▸ Information shown
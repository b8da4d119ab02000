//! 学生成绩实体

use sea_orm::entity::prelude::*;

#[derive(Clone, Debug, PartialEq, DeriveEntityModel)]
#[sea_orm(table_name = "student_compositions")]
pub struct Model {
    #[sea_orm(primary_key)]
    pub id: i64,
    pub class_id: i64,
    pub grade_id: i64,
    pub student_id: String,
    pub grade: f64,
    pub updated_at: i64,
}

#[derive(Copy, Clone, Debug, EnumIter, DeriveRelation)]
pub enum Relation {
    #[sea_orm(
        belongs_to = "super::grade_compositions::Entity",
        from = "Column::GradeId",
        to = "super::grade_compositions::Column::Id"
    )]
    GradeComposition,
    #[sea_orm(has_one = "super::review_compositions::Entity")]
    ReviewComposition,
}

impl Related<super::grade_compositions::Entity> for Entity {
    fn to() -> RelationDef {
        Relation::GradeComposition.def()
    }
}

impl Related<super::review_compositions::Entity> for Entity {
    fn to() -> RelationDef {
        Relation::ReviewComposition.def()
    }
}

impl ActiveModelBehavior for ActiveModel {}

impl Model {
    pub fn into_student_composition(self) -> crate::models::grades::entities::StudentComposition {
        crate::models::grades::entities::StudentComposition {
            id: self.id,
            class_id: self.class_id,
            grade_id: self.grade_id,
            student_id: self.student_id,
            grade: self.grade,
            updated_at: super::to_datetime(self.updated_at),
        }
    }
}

▸ Exercise details
The range runs from the line above containing "Relation::GradeComposition.def()" to the line containing "pub fn into_student_composition(self)", inclusive. Restate those lines word for word and no others.

▸ Problem solution
        Relation::GradeComposition.def()
    }
}

impl Related<super::review_compositions::Entity> for Entity {
    fn to() -> RelationDef {
        Relation::ReviewComposition.def()
    }
}

impl ActiveModelBehavior for ActiveModel {}

impl Model {
    pub fn into_student_composition(self) -> crate::models::grades::entities::StudentComposition {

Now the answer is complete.